Only the lines of the data holding the string "reason" need to be returned.

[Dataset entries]
###
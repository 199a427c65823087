//! Codec error types

use thiserror::Error;

/// Result alias for codec operations
pub type CodecResult<T> = Result<T, CodecError>;

/// Errors raised while converting between values and their wire form
#[derive(Debug, Error)]
pub enum CodecError {
    /// A tagged list (`__matrix__`, `__sparse__`, ...) had the wrong shape
    #[error("Malformed {tag} value: {reason}")]
    MalformedTag { tag: &'static str, reason: String },

    /// Element type name not known to this side
    #[error("Unknown element type: {0}")]
    UnknownDType(String),

    /// Buffer size does not agree with dtype and shape
    #[error("Matrix data holds {actual} bytes, shape requires {expected}")]
    ShapeMismatch { expected: usize, actual: usize },

    /// Typed access with the wrong element type
    #[error("Element type mismatch: matrix is {actual}, requested {requested}")]
    DTypeMismatch {
        requested: &'static str,
        actual: &'static str,
    },

    /// Sparse triplet out of range or of unequal length
    #[error("Invalid sparse matrix: {0}")]
    InvalidSparse(String),

    /// Base64 payload could not be decoded
    #[error("Invalid base64 payload: {0}")]
    Base64(#[from] base64::DecodeError),

    /// Handle could not be resolved or allocated by the owning peer
    #[error("Reference error: {0}")]
    Reference(String),

    /// Message could not be serialized
    #[error("Serialization error: {0}")]
    Serialization(String),

    /// Message could not be deserialized
    #[error("Deserialization error: {0}")]
    Deserialization(String),
}

impl CodecError {
    pub(crate) fn malformed(tag: &'static str, reason: impl Into<String>) -> Self {
        CodecError::MalformedTag {
            tag,
            reason: reason.into(),
        }
    }
}

impl From<serde_json::Error> for CodecError {
    fn from(err: serde_json::Error) -> Self {
        if err.is_data() || err.is_syntax() || err.is_eof() {
            CodecError::Deserialization(err.to_string())
        } else {
            CodecError::Serialization(err.to_string())
        }
    }
}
###
→ WRITTEN ANSWER:
    #[error("Malformed {tag} value: {reason}")]
    MalformedTag { tag: &'static str, reason: String },
    pub(crate) fn malformed(tag: &'static str, reason: impl Into<String>) -> Self {
            reason: reason.into(),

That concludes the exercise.